I love the lipstick. Such a pretty color and it lasts forever on.

I also really like the perfume. It definitely has a sharp dark note at first, but that quickly fades and you are left with a really pretty warm vanilla scent.

The face wash is, well, facial cleanser. But it is mild and effective. I will use the entire bottle.

I haven't tried the gummies  yet. Yes, I would have preferred something pumpkinish, but I'm guessing that they were going for the whole Fashion Week thing with the shapes of the candy.

The hat is soft and a little big, yes. I'm guessing that it is meant to be worn slouchy. A black version of the same hat is now on the Joie website listed for $98. I played around with it a couple of times and I think that it will be cute.

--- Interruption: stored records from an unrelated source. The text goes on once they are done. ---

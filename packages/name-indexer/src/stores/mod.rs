//! Storage implementations for the indexer library.
//!
//! Available backends:
//! - `MemoryStore` - In-memory storage (always available)
//! - `SqliteStore` - SQLite file-based storage (requires `sqlite` feature)

pub mod memory;

#[cfg(feature = "sqlite")]
pub mod sqlite;

pub use memory::MemoryStore;

#[cfg(feature = "sqlite")]
pub use sqlite::SqliteStore;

Are the prices inflated for the hat and scarf? Yes, but so is a lot of fashion. Would I have ever paid that much for either item? No, but it is fun to have them and fun to get two brand new accessory items before they were made available to the retail public.


----------



## naturalactions (Sep 9, 2014)

sldb said:


> I think I'm in the very small minority here, but I do like the Special Edition box. I certainly like it more than the September Popsugar box. For the September box, the only things I'm interested in are the scarf and the chocolate. I'm really not even sure what I'm going to do with the rest of the items. Blah. Several people have commented that the regular box is more fall-oriented than the LE box. I don't see how it is fall themed at all, really.
> 
> Anyway, I'm wearing the scarf from the LE box today. Second time I've worn it and I've gotten lots of compliments. It's not a pattern I would have picked out, but the colors are beautiful and it drapes well. It seems like a more formal, more dressed up accessory.
> 
> ...


Well said! I agree that I don't see the monthly box as being more Fall than the special edition and I like your idea of viewing it as a "Fashion Week box" instead of just strictly Fall. It makes me like the box even more!


----------



## LabiosRojos (Sep 9, 2014)

Forgot...Facewash great to see more of something everyone can use... :drive:


----------



## LabiosRojos (Sep 9, 2014)

...and yes the perfume is very similar to one we got during the Summer. The difference imo is that the Summer one had a more beach, suntan lotion kind of fragrance. This one smells to me like cotton candy...with a hint of vanilla. Seriously, I use the Summer one as a room spray, and I will use this one the same way :smileno:


----------



## boxesandboxes (Sep 9, 2014)

maenad25 said:


> I need help styling this scarf!  I am wearing it today but having trouble. Mostly because it is too short and too thin. I am big-busted and if I try it as an infinity scarf, it looks more like a necklace.  I am wearing it with one loop right now and it still looks too short. If someone can point me to some Instagram photos or selfies with styling ideas, I would appreciate it!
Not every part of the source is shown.